With Hybrid, it's all a compromise, and it might be worth it. That's not my point. My point is: Don't use Ionic/web-based hybrid, if native input controls play an important part in your app. It might simply not be worth it, because there are better tools to achieve the same outcome.


The datepicker native input plugin exists, so it's just installing it. Then you get a JS api for it.

If it doesn't exist somewhere in the thousands of plugins available, you'll have to make it yourself. The other thing that happens, is perhaps a plugin is only available for Android. Maybe there's another one with a slightly different JS api for iOS... or none.

I've also done emscripten compiled C++ mixed in there. Which replaced various native apps. Since it was mostly OpenGL anyway... the few controls were easily implemented in JS/Html.

Anyway... just trying to share some options. Lots of native cordova plugins available (which I guess is it's main point).
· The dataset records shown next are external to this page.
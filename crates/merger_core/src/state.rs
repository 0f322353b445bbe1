use std::path::PathBuf;

use crate::view_model::{FileInfo, JobViewModel};
use crate::{CompletionSummary, ProgressSnapshot, UiStep};

pub type JobId = u64;

pub const ARCHIVE_EXTENSION: &str = ".zip";
pub const ARCHIVE_CONTENT_TYPE: &str = "application/zip";

/// Phase of the single job slot.
#[derive(Debug, Clone, Copy, PartialEq, Eq, Default)]
pub enum LifecycleState {
    #[default]
    Idle,
    Uploading,
    Processing,
    Complete,
    Error,
}

impl LifecycleState {
    /// A job occupies the slot.
    pub fn is_active(self) -> bool {
        matches!(self, LifecycleState::Uploading | LifecycleState::Processing)
    }

    pub fn is_terminal(self) -> bool {
        matches!(self, LifecycleState::Complete | LifecycleState::Error)
    }
}

/// Remote handle returned by the upload: where the archive landed and how
/// many files it declares.
#[derive(Debug, Clone, PartialEq, Eq)]
pub struct JobHandle {
    pub zip_path: String,
    pub file_count: u32,
}

/// Candidate file for submission.
#[derive(Debug, Clone, PartialEq, Eq)]
pub struct ArchiveFile {
    pub name: String,
    pub content_type: Option<String>,
    pub size_bytes: u64,
    pub path: PathBuf,
}

impl ArchiveFile {
    pub fn new(
        name: impl Into<String>,
        content_type: Option<String>,
        size_bytes: u64,
        path: impl Into<PathBuf>,
    ) -> Self {
        Self {
            name: name.into(),
            content_type,
            size_bytes,
            path: path.into(),
        }
    }

    /// Accepts either a `.zip` name (any case) or a ZIP content type.
    pub fn is_zip_archive(&self) -> bool {
        let by_type = self
            .content_type
            .as_deref()
            .is_some_and(|ct| ct.trim().eq_ignore_ascii_case(ARCHIVE_CONTENT_TYPE));
        by_type || self.name.to_ascii_lowercase().ends_with(ARCHIVE_EXTENSION)
    }
}

#[derive(Debug, Clone, PartialEq, Default)]
pub struct JobState {
    lifecycle: LifecycleState,
    last_job_id: JobId,
    current_job: Option<JobId>,
    active_file: Option<FileInfo>,
    active_handle: Option<JobHandle>,
    poll_active: bool,
    poll_in_flight: bool,
    progress: Option<ProgressSnapshot>,
    result: Option<CompletionSummary>,
    last_error: Option<String>,
    dirty: bool,
}

impl JobState {
    pub fn new() -> Self {
        Self::default()
    }

    pub fn lifecycle(&self) -> LifecycleState {
        self.lifecycle
    }

    pub fn current_job(&self) -> Option<JobId> {
        self.current_job
    }

    pub fn active_handle(&self) -> Option<&JobHandle> {
        self.active_handle.as_ref()
    }

    pub fn is_polling(&self) -> bool {
        self.poll_active
    }

    pub fn is_poll_in_flight(&self) -> bool {
        self.poll_in_flight
    }

    /// Returns whether anything changed since the last call, and clears the flag.
    pub fn consume_dirty(&mut self) -> bool {
        std::mem::take(&mut self.dirty)
    }

    pub fn view(&self) -> JobViewModel {
        let progress = self.progress.clone().unwrap_or_else(|| ProgressSnapshot {
            percent: 0,
            message: String::new(),
            ui_step: UiStep::Upload,
        });
        let (docx_available, pdf_available) = match &self.result {
            Some(summary) => (summary.docx_available, summary.pdf_available),
            None => (false, false),
        };
        JobViewModel {
            lifecycle: self.lifecycle,
            percent: progress.percent,
            message: progress.message,
            ui_step: progress.ui_step,
            file: self.active_file.clone(),
            result: self.result.clone(),
            last_error: self.last_error.clone(),
            can_cancel: self.lifecycle.is_active(),
            can_reset: self.lifecycle.is_terminal(),
            docx_available,
            pdf_available,
            dirty: self.dirty,
        }
    }

    /// Whether a result for `job_id` still belongs to the job in the slot.
    pub(crate) fn is_current(&self, job_id: JobId) -> bool {
        self.current_job == Some(job_id)
    }

    pub(crate) fn begin_upload(&mut self, file: &ArchiveFile) -> JobId {
        self.last_job_id += 1;
        let job_id = self.last_job_id;
        self.lifecycle = LifecycleState::Uploading;
        self.current_job = Some(job_id);
        self.active_file = Some(FileInfo {
            name: file.name.clone(),
            size_bytes: file.size_bytes,
        });
        self.active_handle = None;
        self.poll_active = false;
        self.poll_in_flight = false;
        self.progress = None;
        self.result = None;
        self.last_error = None;
        self.dirty = true;
        job_id
    }

    pub(crate) fn begin_processing(&mut self, handle: JobHandle) {
        self.lifecycle = LifecycleState::Processing;
        self.active_handle = Some(handle);
        self.dirty = true;
    }

    pub(crate) fn expected_file_count(&self) -> u32 {
        self.active_handle.as_ref().map_or(0, |handle| handle.file_count)
    }

    pub(crate) fn start_polling(&mut self) {
        self.poll_active = true;
        self.poll_in_flight = false;
    }

    pub(crate) fn set_poll_in_flight(&mut self, in_flight: bool) {
        self.poll_in_flight = in_flight;
    }

    pub(crate) fn set_progress(&mut self, snapshot: ProgressSnapshot) {
        self.progress = Some(snapshot);
        self.dirty = true;
    }

    pub(crate) fn complete(&mut self, summary: CompletionSummary) {
        self.lifecycle = LifecycleState::Complete;
        self.stop_polling();
        self.result = Some(summary);
        self.dirty = true;
    }

    pub(crate) fn fail(&mut self, message: String) {
        self.lifecycle = LifecycleState::Error;
        self.stop_polling();
        self.progress = Some(ProgressSnapshot::new(0, String::new(), UiStep::Error));
        self.last_error = Some(message);
        self.dirty = true;
    }

    /// Back to `Idle`; the job id is retired so late results are dropped.
    pub(crate) fn clear(&mut self) {
        self.lifecycle = LifecycleState::Idle;
        self.current_job = None;
        self.active_file = None;
        self.active_handle = None;
        self.stop_polling();
        self.progress = None;
        self.result = None;
        self.last_error = None;
        self.dirty = true;
    }

    fn stop_polling(&mut self) {
        self.poll_active = false;
        self.poll_in_flight = false;
    }
}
I really don't care what other people do... and somehow got drawn in to this discussion again!


Thanks for the suggestions. While trying Ionic, I didn't install Cordova plugins to fine-tune input control. I will give it another shot.


I mostly agree, just a silly nitpick: Fast usually means cheap, especially if you are talking about software engineering. So I'd say the choice is between "fast & cheap" and good.


Really nicely put.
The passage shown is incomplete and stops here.